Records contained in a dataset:
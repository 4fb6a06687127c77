//! The authorization seam in front of every read.
//!
//! Authentication and token parsing happen upstream; by the time a
//! service is called the caller has a [`Principal`]. What happens with
//! it is pluggable: services take any [`Authorize`] implementation and
//! consult it before touching the collection. The default policy,
//! [`AllowAll`], admits every authenticated principal, which is the
//! current production behavior; stricter role checks slot in without
//! touching the query path.

use serde::{Deserialize, Serialize};

/// The authenticated caller of a service operation.
#[derive(Debug, Clone, PartialEq, Eq, Serialize, Deserialize)]
pub struct Principal {
    /// Stable user identifier from the upstream token.
    pub user_id: String,
    /// Roles granted to the user.
    #[serde(default)]
    pub roles: Vec<String>,
}

impl Principal {
    /// Creates a principal with no roles.
    pub fn new(user_id: impl Into<String>) -> Self {
        Self {
            user_id: user_id.into(),
            roles: Vec::new(),
        }
    }

    /// Replaces the principal's roles.
    pub fn with_roles<I, S>(mut self, roles: I) -> Self
    where
        I: IntoIterator<Item = S>,
        S: Into<String>,
    {
        self.roles = roles.into_iter().map(Into::into).collect();
        self
    }

    /// Returns whether the principal carries the given role.
    pub fn has_role(&self, role: &str) -> bool {
        self.roles.iter().any(|r| r == role)
    }
}

/// The operation being authorized.
#[derive(Debug, Clone, Copy, PartialEq, Eq)]
pub enum Operation {
    /// Listing or fetching documents.
    Read,
}

/// An authorization policy consulted before query execution.
pub trait Authorize: Send + Sync {
    /// Returns whether `principal` may perform `operation`.
    fn authorize(&self, principal: &Principal, operation: Operation) -> bool;
}

/// Policy admitting every authenticated principal.
#[derive(Debug, Default, Clone, Copy)]
pub struct AllowAll;

impl Authorize for AllowAll {
    fn authorize(&self, _principal: &Principal, _operation: Operation) -> bool {
        true
    }
}

impl<F> Authorize for F
where
    F: Fn(&Principal, Operation) -> bool + Send + Sync,
{
    fn authorize(&self, principal: &Principal, operation: Operation) -> bool {
        self(principal, operation)
    }
}
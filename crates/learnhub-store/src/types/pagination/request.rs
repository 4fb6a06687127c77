//! Raw page parameters and their validated form.

#[cfg(feature = "schema")]
use schemars::JsonSchema;
use serde::{Deserialize, Serialize};

use super::Cursor;
use crate::error::ValidationError;
use crate::types::sorting::{SortOrder, SortSpec};

/// Page size applied when the client does not send `limit`.
pub const DEFAULT_LIMIT: i64 = 10;

/// Maximum number of items per page.
pub const MAX_LIMIT: i64 = 100;

/// Raw, untyped page parameters as they arrive from a client.
///
/// Everything is optional and everything is a string; nothing here has
/// been checked. Feed it to [`PageRequest::from_params`] before use.
#[derive(Debug, Default, Clone, PartialEq, Eq, Serialize, Deserialize)]
#[cfg_attr(feature = "schema", derive(JsonSchema))]
pub struct PageParams {
    /// Optional substring filter on the name field.
    #[serde(skip_serializing_if = "Option::is_none")]
    pub name: Option<String>,
    /// Opaque cursor from the previous page, absent on the first request.
    #[serde(skip_serializing_if = "Option::is_none")]
    pub after_id: Option<String>,
    /// Requested page size.
    #[serde(skip_serializing_if = "Option::is_none")]
    pub limit: Option<String>,
    /// Field to sort by.
    #[serde(skip_serializing_if = "Option::is_none")]
    pub sort_by: Option<String>,
    /// Sort direction, `asc` or `desc`.
    #[serde(skip_serializing_if = "Option::is_none")]
    pub order: Option<String>,
}

impl PageParams {
    /// Creates empty parameters: first page, all defaults.
    pub fn new() -> Self {
        Self::default()
    }

    /// Sets the name filter.
    pub fn with_name(mut self, name: impl Into<String>) -> Self {
        self.name = Some(name.into());
        self
    }

    /// Sets the resume cursor.
    pub fn with_after_id(mut self, after_id: impl Into<String>) -> Self {
        self.after_id = Some(after_id.into());
        self
    }

    /// Sets the page size.
    pub fn with_limit(mut self, limit: i64) -> Self {
        self.limit = Some(limit.to_string());
        self
    }

    /// Sets the sort field.
    pub fn with_sort_by(mut self, sort_by: impl Into<String>) -> Self {
        self.sort_by = Some(sort_by.into());
        self
    }

    /// Sets the sort direction.
    pub fn with_order(mut self, order: impl Into<String>) -> Self {
        self.order = Some(order.into());
        self
    }
}

/// A validated page request.
///
/// Construction is the validation: a `PageRequest` in hand means the
/// limit is within bounds, the sort field is allow-listed, the order is
/// well-formed, and any cursor decoded cleanly. Never mutated afterwards.
#[derive(Debug, Clone, PartialEq, Eq)]
pub struct PageRequest {
    name_filter: Option<String>,
    after: Option<Cursor>,
    limit: i64,
    sort: SortSpec,
}

impl PageRequest {
    /// Validates raw parameters against a domain's sort-field allow-list.
    ///
    /// Rules are checked in order and the first failure wins: limit,
    /// sort field, sort order, cursor. All failures are client-input
    /// errors. Pure; performs no I/O.
    pub fn from_params(
        params: PageParams,
        allowed_sort_fields: &[&str],
        default_sort_field: &str,
    ) -> Result<Self, ValidationError> {
        let limit = match params.limit {
            None => DEFAULT_LIMIT,
            Some(raw) => raw
                .trim()
                .parse::<i64>()
                .map_err(|_| ValidationError::LimitNotInteger)?,
        };
        if limit < 1 {
            return Err(ValidationError::LimitTooSmall);
        }
        if limit > MAX_LIMIT {
            return Err(ValidationError::LimitTooLarge);
        }

        let field = params.sort_by.as_deref().unwrap_or(default_sort_field);
        let order = match params.order.as_deref() {
            None => SortOrder::default(),
            Some(raw) => SortOrder::from_param(raw)?,
        };
        let sort = SortSpec::new(field, order, allowed_sort_fields)?;

        let after = params
            .after_id
            .as_deref()
            .map(|raw| Cursor::decode(raw).ok_or(ValidationError::MalformedCursor))
            .transpose()?;

        Ok(Self {
            name_filter: params.name,
            after,
            limit,
            sort,
        })
    }

    /// The optional case-insensitive substring filter on the name field.
    #[inline]
    pub fn name_filter(&self) -> Option<&str> {
        self.name_filter.as_deref()
    }

    /// The resume point decoded from `after_id`, if any.
    #[inline]
    pub fn after(&self) -> Option<&Cursor> {
        self.after.as_ref()
    }

    /// The validated page size, within `[1, 100]`.
    #[inline]
    pub fn limit(&self) -> i64 {
        self.limit
    }

    /// The validated sort specification.
    #[inline]
    pub fn sort(&self) -> &SortSpec {
        &self.sort
    }

    /// Returns the limit plus one, the number of rows to actually fetch.
    ///
    /// Getting `limit + 1` rows back proves more pages exist without a
    /// separate count query; the extra row is dropped before returning.
    #[inline]
    pub fn fetch_limit(&self) -> i64 {
        self.limit + 1
    }
}

#[cfg(test)]
mod tests {
    use uuid::Uuid;

    use super::*;

    const ALLOWED: &[&str] = &["name", "description"];

    fn validate(params: PageParams) -> Result<PageRequest, ValidationError> {
        PageRequest::from_params(params, ALLOWED, "name")
    }

    #[test]
    fn defaults_apply_when_everything_is_absent() {
        let request = validate(PageParams::new()).expect("empty params are valid");

        assert_eq!(request.limit(), 10);
        assert_eq!(request.fetch_limit(), 11);
        assert_eq!(request.sort().field(), "name");
        assert!(request.sort().order().is_asc());
        assert!(request.name_filter().is_none());
        assert!(request.after().is_none());
    }

    #[test]
    fn limit_bounds_are_enforced() {
        let err = validate(PageParams::new().with_limit(0)).unwrap_err();
        assert_eq!(err.to_string(), "limit must be >= 1");

        let err = validate(PageParams::new().with_limit(101)).unwrap_err();
        assert_eq!(err.to_string(), "limit must be <= 100");

        let request = validate(PageParams::new().with_limit(100)).expect("100 is in bounds");
        assert_eq!(request.limit(), 100);
    }

    #[test]
    fn limit_must_parse_as_an_integer() {
        let params = PageParams {
            limit: Some("ten".into()),
            ..PageParams::new()
        };
        assert_eq!(validate(params).unwrap_err(), ValidationError::LimitNotInteger);
    }

    #[test]
    fn sort_field_outside_allow_list_is_rejected() {
        let err = validate(PageParams::new().with_sort_by("not_a_real_field")).unwrap_err();
        assert_eq!(err.to_string(), "sort_by must be one of [name, description]");
    }

    #[test]
    fn order_is_case_sensitive() {
        for invalid in ["ASC", "DESC", "upward"] {
            let err = validate(PageParams::new().with_order(invalid)).unwrap_err();
            assert_eq!(err, ValidationError::InvalidSortOrder);
        }

        let request = validate(PageParams::new().with_order("desc")).expect("desc is valid");
        assert!(request.sort().order().is_desc());
    }

    #[test]
    fn malformed_cursor_is_a_client_error() {
        let err = validate(PageParams::new().with_after_id("not-a-valid-id")).unwrap_err();
        assert_eq!(err, ValidationError::MalformedCursor);
    }

    #[test]
    fn well_formed_cursor_is_decoded() {
        let id = Uuid::new_v4();
        let cursor = Cursor::new("beta", id);

        let request = validate(PageParams::new().with_after_id(cursor.encode()))
            .expect("encoded cursor is valid");
        assert_eq!(request.after(), Some(&cursor));
    }

    #[test]
    fn first_failure_wins() {
        // Both the limit and the order are invalid; the limit is checked first.
        let params = PageParams::new().with_limit(0).with_order("upward");
        assert_eq!(validate(params).unwrap_err(), ValidationError::LimitTooSmall);
    }

    #[test]
    fn domain_default_sort_field_is_honored() {
        let request = PageRequest::from_params(PageParams::new(), &["title", "name"], "title")
            .expect("default field is allow-listed");
        assert_eq!(request.sort().field(), "title");
    }
}
//! Error types for store and query operations.
//!
//! Two kinds of failure exist at this layer: client-input validation
//! failures, which name the offending parameter and the allowed
//! range/set, and backend failures, which are surfaced as a generic
//! error so storage internals never leak to callers.

use thiserror::Error;

/// Type-erased error type for dynamic error handling.
pub type BoxError = Box<dyn std::error::Error + Send + Sync>;

/// A client-input validation failure.
///
/// Every variant corresponds to one rule of page-request validation and
/// renders the exact message surfaced to the caller.
#[derive(Debug, Clone, PartialEq, Eq, Error)]
pub enum ValidationError {
    /// `limit` did not parse as an integer.
    #[error("limit must be an integer")]
    LimitNotInteger,

    /// `limit` was below the minimum page size.
    #[error("limit must be >= 1")]
    LimitTooSmall,

    /// `limit` was above the maximum page size.
    #[error("limit must be <= 100")]
    LimitTooLarge,

    /// `sort_by` was not a member of the domain's allow-list.
    #[error("sort_by must be one of [{allowed}]")]
    SortFieldNotAllowed {
        /// The allowed sort fields, comma-separated.
        allowed: String,
    },

    /// `order` was not exactly `asc` or `desc`.
    #[error("order must be 'asc' or 'desc'")]
    InvalidSortOrder,

    /// `after_id` did not decode to a structurally valid cursor.
    #[error("after_id must be a valid cursor")]
    MalformedCursor,
}

impl ValidationError {
    /// Builds a [`ValidationError::SortFieldNotAllowed`] naming the allowed set.
    pub fn sort_field_not_allowed(allowed_fields: &[&str]) -> Self {
        Self::SortFieldNotAllowed {
            allowed: allowed_fields.join(", "),
        }
    }
}

/// Error type for all document store operations.
#[derive(Debug, Error)]
#[must_use = "store errors should be handled appropriately"]
pub enum StoreError {
    /// A request parameter failed validation.
    ///
    /// Always recoverable by the caller correcting its input; never
    /// retried automatically.
    #[error(transparent)]
    Validation(#[from] ValidationError),

    /// The backing collection could not be queried.
    ///
    /// Deliberately generic: the underlying cause is logged where the
    /// failure occurred, not echoed to callers.
    #[error("document store unavailable")]
    Backend(#[source] BoxError),
}

impl StoreError {
    /// Wraps a backend failure.
    pub fn backend(source: impl Into<BoxError>) -> Self {
        Self::Backend(source.into())
    }

    /// Returns true if this error was caused by client input (4xx equivalent).
    pub fn is_client_error(&self) -> bool {
        matches!(self, Self::Validation(_))
    }

    /// Returns whether this error indicates a transient failure that might
    /// succeed on retry.
    pub fn is_transient(&self) -> bool {
        matches!(self, Self::Backend(_))
    }
}

/// Specialized [`Result`] type for document store operations.
pub type StoreResult<T, E = StoreError> = Result<T, E>;
#![forbid(unsafe_code)]
#![cfg_attr(docsrs, feature(doc_cfg))]
#![doc = include_str!("../README.md")]

// Tracing target constants for consistent logging.

/// Tracing target for query execution and page assembly.
///
/// Use this target for logging scroll query execution, results, and
/// query-related errors.
pub const TRACING_TARGET_QUERY: &str = "learnhub_store::query";

/// Tracing target for collection access.
///
/// Use this target for logging reads against the backing collection and
/// backend failures.
pub const TRACING_TARGET_COLLECTION: &str = "learnhub_store::collection";

mod collection;
mod error;
pub mod query;
pub mod types;

#[cfg(any(test, feature = "test-utils"))]
#[cfg_attr(docsrs, doc(cfg(feature = "test-utils")))]
pub use collection::MemoryCollection;
pub use collection::{Collection, Document};
pub use error::{BoxError, StoreError, StoreResult, ValidationError};
pub use query::{ScrollOptions, ScrollQuery, execute_scroll_query, fetch_document};
pub use types::pagination::{Cursor, DEFAULT_LIMIT, MAX_LIMIT, Page, PageParams, PageRequest};
pub use types::sorting::{SortOrder, SortSpec};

Task details ▸ Extract from the records above the lines from the one containing "#[derive(Debug, Clone, PartialEq, Eq)]" to the one containing "Rules are checked", both lines included, exactly as they appear and with nothing else.

The answer ▸
#[derive(Debug, Clone, PartialEq, Eq)]
pub struct PageRequest {
    name_filter: Option<String>,
    after: Option<Cursor>,
    limit: i64,
    sort: SortSpec,
}

impl PageRequest {
    /// Validates raw parameters against a domain's sort-field allow-list.
    ///
    /// Rules are checked in order and the first failure wins: limit,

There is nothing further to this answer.